■ **TASK REQUIREMENTS**: A precise repetition of every line below is the required answer.

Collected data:
—————

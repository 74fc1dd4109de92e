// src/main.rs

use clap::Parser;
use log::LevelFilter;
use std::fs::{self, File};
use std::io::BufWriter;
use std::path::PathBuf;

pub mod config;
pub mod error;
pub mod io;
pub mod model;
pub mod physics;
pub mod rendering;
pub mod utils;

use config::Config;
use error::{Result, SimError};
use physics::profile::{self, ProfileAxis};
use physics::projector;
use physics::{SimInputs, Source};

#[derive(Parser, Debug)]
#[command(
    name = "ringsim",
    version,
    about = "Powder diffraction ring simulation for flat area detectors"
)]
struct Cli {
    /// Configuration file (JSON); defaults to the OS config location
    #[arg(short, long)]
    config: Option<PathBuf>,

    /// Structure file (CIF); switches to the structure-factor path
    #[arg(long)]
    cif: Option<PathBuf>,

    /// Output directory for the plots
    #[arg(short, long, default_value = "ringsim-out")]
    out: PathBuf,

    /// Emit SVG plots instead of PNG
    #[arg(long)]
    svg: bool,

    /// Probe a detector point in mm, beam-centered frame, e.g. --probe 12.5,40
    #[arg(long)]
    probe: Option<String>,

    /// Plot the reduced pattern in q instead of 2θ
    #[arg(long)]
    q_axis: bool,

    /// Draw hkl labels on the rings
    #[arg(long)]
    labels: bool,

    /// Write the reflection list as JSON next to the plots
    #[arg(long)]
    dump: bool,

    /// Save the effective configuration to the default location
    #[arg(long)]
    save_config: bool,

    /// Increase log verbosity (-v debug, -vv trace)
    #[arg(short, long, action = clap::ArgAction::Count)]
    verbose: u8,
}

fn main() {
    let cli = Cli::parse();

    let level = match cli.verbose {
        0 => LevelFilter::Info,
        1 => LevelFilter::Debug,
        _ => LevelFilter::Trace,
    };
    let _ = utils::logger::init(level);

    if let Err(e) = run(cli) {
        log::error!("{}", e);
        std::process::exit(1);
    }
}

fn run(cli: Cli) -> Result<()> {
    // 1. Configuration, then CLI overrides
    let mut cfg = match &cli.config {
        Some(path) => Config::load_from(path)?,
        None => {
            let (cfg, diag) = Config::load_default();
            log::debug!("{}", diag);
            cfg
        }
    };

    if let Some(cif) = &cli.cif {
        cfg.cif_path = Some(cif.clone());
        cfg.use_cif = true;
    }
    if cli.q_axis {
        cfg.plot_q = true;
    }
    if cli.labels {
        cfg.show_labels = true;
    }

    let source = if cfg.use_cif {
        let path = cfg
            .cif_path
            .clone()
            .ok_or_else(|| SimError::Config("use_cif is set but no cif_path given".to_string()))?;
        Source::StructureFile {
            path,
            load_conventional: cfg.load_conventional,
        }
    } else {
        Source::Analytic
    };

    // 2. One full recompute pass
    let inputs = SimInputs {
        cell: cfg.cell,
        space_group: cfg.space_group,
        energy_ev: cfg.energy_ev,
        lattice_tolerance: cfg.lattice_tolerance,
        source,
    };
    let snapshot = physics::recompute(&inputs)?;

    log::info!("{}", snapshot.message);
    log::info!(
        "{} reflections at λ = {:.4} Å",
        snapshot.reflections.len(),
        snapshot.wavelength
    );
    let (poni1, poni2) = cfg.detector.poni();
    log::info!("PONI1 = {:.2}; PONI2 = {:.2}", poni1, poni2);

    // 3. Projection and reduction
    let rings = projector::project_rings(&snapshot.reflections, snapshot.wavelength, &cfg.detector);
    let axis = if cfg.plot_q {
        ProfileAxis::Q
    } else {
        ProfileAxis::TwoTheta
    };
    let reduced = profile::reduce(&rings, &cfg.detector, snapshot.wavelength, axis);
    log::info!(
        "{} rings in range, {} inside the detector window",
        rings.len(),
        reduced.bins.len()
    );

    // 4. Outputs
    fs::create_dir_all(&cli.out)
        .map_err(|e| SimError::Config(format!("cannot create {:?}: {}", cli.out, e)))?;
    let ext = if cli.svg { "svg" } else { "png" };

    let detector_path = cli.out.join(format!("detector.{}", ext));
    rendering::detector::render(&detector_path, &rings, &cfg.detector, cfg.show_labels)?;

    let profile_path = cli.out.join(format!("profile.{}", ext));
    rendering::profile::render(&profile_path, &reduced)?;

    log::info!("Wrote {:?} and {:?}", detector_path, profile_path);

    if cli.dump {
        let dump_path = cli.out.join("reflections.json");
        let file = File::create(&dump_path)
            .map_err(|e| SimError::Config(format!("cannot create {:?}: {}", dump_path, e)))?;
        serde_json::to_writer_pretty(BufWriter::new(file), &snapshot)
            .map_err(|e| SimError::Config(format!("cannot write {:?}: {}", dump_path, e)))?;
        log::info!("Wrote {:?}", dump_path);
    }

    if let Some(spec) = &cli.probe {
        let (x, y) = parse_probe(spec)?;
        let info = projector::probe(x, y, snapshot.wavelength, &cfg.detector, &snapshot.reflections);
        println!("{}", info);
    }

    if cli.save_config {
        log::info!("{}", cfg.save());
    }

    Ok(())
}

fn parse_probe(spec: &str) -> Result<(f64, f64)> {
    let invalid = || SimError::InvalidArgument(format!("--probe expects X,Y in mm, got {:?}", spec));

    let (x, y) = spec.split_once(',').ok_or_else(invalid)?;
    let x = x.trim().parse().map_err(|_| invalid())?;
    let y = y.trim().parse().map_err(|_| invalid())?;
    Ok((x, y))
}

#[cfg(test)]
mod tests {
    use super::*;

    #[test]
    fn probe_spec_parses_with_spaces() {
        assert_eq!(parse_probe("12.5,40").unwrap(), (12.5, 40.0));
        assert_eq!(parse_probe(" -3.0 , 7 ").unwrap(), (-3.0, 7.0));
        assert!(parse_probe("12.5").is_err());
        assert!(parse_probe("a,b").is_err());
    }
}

—————

■ **RESULT**:
repository 74fc1dd4109de92e
// src/main.rs

use clap::Parser;
use log::LevelFilter;
use std::fs::{self, File};
use std::io::BufWriter;
use std::path::PathBuf;

pub mod config;
pub mod error;
pub mod io;
pub mod model;
pub mod physics;
pub mod rendering;
pub mod utils;

use config::Config;
use error::{Result, SimError};
use physics::profile::{self, ProfileAxis};
use physics::projector;
use physics::{SimInputs, Source};

#[derive(Parser, Debug)]
#[command(
    name = "ringsim",
    version,
    about = "Powder diffraction ring simulation for flat area detectors"
)]
struct Cli {
    /// Configuration file (JSON); defaults to the OS config location
    #[arg(short, long)]
    config: Option<PathBuf>,

    /// Structure file (CIF); switches to the structure-factor path
    #[arg(long)]
    cif: Option<PathBuf>,

    /// Output directory for the plots
    #[arg(short, long, default_value = "ringsim-out")]
    out: PathBuf,

    /// Emit SVG plots instead of PNG
    #[arg(long)]
    svg: bool,

    /// Probe a detector point in mm, beam-centered frame, e.g. --probe 12.5,40
    #[arg(long)]
    probe: Option<String>,

    /// Plot the reduced pattern in q instead of 2θ
    #[arg(long)]
    q_axis: bool,

    /// Draw hkl labels on the rings
    #[arg(long)]
    labels: bool,

    /// Write the reflection list as JSON next to the plots
    #[arg(long)]
    dump: bool,

    /// Save the effective configuration to the default location
    #[arg(long)]
    save_config: bool,

    /// Increase log verbosity (-v debug, -vv trace)
    #[arg(short, long, action = clap::ArgAction::Count)]
    verbose: u8,
}

fn main() {
    let cli = Cli::parse();

    let level = match cli.verbose {
        0 => LevelFilter::Info,
        1 => LevelFilter::Debug,
        _ => LevelFilter::Trace,
    };
    let _ = utils::logger::init(level);

    if let Err(e) = run(cli) {
        log::error!("{}", e);
        std::process::exit(1);
    }
}

fn run(cli: Cli) -> Result<()> {
    // 1. Configuration, then CLI overrides
    let mut cfg = match &cli.config {
        Some(path) => Config::load_from(path)?,
        None => {
            let (cfg, diag) = Config::load_default();
            log::debug!("{}", diag);
            cfg
        }
    };

    if let Some(cif) = &cli.cif {
        cfg.cif_path = Some(cif.clone());
        cfg.use_cif = true;
    }
    if cli.q_axis {
        cfg.plot_q = true;
    }
    if cli.labels {
        cfg.show_labels = true;
    }

    let source = if cfg.use_cif {
        let path = cfg
            .cif_path
            .clone()
            .ok_or_else(|| SimError::Config("use_cif is set but no cif_path given".to_string()))?;
        Source::StructureFile {
            path,
            load_conventional: cfg.load_conventional,
        }
    } else {
        Source::Analytic
    };

    // 2. One full recompute pass
    let inputs = SimInputs {
        cell: cfg.cell,
        space_group: cfg.space_group,
        energy_ev: cfg.energy_ev,
        lattice_tolerance: cfg.lattice_tolerance,
        source,
    };
    let snapshot = physics::recompute(&inputs)?;

    log::info!("{}", snapshot.message);
    log::info!(
        "{} reflections at λ = {:.4} Å",
        snapshot.reflections.len(),
        snapshot.wavelength
    );
    let (poni1, poni2) = cfg.detector.poni();
    log::info!("PONI1 = {:.2}; PONI2 = {:.2}", poni1, poni2);

    // 3. Projection and reduction
    let rings = projector::project_rings(&snapshot.reflections, snapshot.wavelength, &cfg.detector);
    let axis = if cfg.plot_q {
        ProfileAxis::Q
    } else {
        ProfileAxis::TwoTheta
    };
    let reduced = profile::reduce(&rings, &cfg.detector, snapshot.wavelength, axis);
    log::info!(
        "{} rings in range, {} inside the detector window",
        rings.len(),
        reduced.bins.len()
    );

    // 4. Outputs
    fs::create_dir_all(&cli.out)
        .map_err(|e| SimError::Config(format!("cannot create {:?}: {}", cli.out, e)))?;
    let ext = if cli.svg { "svg" } else { "png" };

    let detector_path = cli.out.join(format!("detector.{}", ext));
    rendering::detector::render(&detector_path, &rings, &cfg.detector, cfg.show_labels)?;

    let profile_path = cli.out.join(format!("profile.{}", ext));
    rendering::profile::render(&profile_path, &reduced)?;

    log::info!("Wrote {:?} and {:?}", detector_path, profile_path);

    if cli.dump {
        let dump_path = cli.out.join("reflections.json");
        let file = File::create(&dump_path)
            .map_err(|e| SimError::Config(format!("cannot create {:?}: {}", dump_path, e)))?;
        serde_json::to_writer_pretty(BufWriter::new(file), &snapshot)
            .map_err(|e| SimError::Config(format!("cannot write {:?}: {}", dump_path, e)))?;
        log::info!("Wrote {:?}", dump_path);
    }

    if let Some(spec) = &cli.probe {
        let (x, y) = parse_probe(spec)?;
        let info = projector::probe(x, y, snapshot.wavelength, &cfg.detector, &snapshot.reflections);
        println!("{}", info);
    }

    if cli.save_config {
        log::info!("{}", cfg.save());
    }

    Ok(())
}

fn parse_probe(spec: &str) -> Result<(f64, f64)> {
    let invalid = || SimError::InvalidArgument(format!("--probe expects X,Y in mm, got {:?}", spec));

    let (x, y) = spec.split_once(',').ok_or_else(invalid)?;
    let x = x.trim().parse().map_err(|_| invalid())?;
    let y = y.trim().parse().map_err(|_| invalid())?;
    Ok((x, y))
}

#[cfg(test)]
mod tests {
    use super::*;

    #[test]
    fn probe_spec_parses_with_spaces() {
        assert_eq!(parse_probe("12.5,40").unwrap(), (12.5, 40.0));
        assert_eq!(parse_probe(" -3.0 , 7 ").unwrap(), (-3.0, 7.0));
        assert!(parse_probe("12.5").is_err());
        assert!(parse_probe("a,b").is_err());
    }
}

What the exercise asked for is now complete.